[Record extracts]

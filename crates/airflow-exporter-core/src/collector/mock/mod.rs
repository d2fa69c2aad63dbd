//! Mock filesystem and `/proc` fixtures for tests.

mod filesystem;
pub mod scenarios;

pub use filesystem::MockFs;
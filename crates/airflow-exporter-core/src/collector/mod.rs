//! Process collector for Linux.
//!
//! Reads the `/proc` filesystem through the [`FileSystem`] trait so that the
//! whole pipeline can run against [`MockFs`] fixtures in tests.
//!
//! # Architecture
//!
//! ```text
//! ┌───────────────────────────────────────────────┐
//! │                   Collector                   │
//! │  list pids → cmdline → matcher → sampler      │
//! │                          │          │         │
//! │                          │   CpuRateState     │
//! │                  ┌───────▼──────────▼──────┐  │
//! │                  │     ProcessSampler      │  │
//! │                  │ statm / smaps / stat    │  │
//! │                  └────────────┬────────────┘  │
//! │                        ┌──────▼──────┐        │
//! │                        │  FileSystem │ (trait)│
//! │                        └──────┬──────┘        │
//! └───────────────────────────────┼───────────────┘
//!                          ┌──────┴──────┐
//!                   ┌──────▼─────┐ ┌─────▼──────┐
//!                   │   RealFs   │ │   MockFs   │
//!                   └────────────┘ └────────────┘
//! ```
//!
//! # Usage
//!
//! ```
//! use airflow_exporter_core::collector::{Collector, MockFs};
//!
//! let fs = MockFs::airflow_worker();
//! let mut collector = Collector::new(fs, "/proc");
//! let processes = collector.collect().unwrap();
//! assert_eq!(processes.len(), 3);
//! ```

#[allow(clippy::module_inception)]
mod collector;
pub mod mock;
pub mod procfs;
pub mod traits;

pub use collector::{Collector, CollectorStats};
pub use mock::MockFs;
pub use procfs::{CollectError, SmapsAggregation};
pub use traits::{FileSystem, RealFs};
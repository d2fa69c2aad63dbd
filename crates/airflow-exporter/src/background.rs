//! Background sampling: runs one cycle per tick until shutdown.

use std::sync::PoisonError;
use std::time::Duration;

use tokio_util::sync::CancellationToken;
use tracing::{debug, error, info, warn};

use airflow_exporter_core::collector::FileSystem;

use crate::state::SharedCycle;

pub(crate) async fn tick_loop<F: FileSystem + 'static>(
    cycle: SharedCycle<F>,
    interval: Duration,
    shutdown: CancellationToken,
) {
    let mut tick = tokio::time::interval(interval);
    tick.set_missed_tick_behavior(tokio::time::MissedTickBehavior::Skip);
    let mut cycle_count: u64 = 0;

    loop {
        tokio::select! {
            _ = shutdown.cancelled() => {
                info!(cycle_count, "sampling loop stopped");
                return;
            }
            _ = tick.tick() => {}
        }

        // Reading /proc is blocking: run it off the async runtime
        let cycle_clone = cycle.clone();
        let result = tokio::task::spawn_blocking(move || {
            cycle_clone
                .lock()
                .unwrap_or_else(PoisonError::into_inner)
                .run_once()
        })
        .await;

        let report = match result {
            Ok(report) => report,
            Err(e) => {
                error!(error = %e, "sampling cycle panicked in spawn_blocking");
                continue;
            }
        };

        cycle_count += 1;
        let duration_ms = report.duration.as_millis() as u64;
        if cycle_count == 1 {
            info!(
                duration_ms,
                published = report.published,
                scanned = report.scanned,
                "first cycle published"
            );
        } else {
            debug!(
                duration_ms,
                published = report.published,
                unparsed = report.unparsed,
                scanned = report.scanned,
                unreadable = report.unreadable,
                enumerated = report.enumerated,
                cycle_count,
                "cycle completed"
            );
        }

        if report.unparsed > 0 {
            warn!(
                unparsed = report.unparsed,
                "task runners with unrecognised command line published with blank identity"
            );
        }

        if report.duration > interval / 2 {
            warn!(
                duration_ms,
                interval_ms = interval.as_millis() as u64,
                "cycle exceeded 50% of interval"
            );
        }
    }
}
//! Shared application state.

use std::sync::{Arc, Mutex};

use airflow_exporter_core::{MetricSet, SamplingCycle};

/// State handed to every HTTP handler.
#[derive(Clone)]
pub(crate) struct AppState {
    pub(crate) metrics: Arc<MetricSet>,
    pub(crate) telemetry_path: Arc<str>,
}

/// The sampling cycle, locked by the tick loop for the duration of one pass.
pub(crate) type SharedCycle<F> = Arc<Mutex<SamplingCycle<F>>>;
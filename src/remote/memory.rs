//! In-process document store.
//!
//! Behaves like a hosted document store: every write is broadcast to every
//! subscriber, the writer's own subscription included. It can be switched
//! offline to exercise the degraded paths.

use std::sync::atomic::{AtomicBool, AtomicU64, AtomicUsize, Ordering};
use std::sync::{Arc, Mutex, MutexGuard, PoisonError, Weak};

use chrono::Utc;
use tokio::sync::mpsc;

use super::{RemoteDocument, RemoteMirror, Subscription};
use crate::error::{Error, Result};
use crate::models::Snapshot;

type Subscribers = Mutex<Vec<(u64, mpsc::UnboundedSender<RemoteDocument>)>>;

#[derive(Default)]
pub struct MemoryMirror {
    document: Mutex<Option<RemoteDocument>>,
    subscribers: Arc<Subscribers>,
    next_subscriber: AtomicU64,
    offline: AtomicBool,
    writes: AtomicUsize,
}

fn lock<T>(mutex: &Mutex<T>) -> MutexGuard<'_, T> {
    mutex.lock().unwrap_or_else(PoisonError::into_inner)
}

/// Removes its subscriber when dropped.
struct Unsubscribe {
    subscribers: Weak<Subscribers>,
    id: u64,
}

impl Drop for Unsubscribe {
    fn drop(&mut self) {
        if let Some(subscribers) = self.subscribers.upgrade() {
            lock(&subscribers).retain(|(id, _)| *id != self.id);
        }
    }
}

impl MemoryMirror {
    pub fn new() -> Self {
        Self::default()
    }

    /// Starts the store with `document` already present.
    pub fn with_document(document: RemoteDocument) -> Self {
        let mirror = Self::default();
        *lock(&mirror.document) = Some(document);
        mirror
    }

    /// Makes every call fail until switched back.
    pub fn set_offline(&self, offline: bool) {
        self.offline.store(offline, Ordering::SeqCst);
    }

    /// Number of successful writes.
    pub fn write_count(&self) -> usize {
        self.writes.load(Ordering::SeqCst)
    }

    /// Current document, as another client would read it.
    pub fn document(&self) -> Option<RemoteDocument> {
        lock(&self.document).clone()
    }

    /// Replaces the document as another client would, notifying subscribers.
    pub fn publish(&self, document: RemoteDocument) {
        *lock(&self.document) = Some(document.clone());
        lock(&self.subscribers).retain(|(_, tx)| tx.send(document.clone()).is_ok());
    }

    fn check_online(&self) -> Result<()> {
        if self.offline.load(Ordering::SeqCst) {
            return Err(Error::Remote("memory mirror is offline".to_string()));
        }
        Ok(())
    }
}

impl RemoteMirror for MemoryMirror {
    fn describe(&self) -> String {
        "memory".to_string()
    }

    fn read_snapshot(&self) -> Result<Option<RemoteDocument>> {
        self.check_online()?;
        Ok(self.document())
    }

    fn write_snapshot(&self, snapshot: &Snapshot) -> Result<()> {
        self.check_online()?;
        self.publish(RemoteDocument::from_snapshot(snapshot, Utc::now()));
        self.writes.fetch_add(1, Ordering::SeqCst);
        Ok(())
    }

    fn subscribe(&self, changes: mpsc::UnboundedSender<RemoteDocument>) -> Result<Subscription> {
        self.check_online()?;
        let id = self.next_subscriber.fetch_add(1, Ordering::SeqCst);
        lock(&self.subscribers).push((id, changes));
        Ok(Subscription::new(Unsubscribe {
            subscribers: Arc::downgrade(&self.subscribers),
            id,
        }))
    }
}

[/Record extracts]

### Work request
Return, exactly, the lines from the first line of the records above to the line containing "so that the", both included.

### Answer for the task
filename crates/airflow-exporter-core/src/collector/mock/mod.rs
repository d2fa69c2aad63dbd
//! Mock filesystem and `/proc` fixtures for tests.

mod filesystem;
pub mod scenarios;

pub use filesystem::MockFs;
filename crates/airflow-exporter-core/src/collector/mod.rs
//! Process collector for Linux.
//!
//! Reads the `/proc` filesystem through the [`FileSystem`] trait so that the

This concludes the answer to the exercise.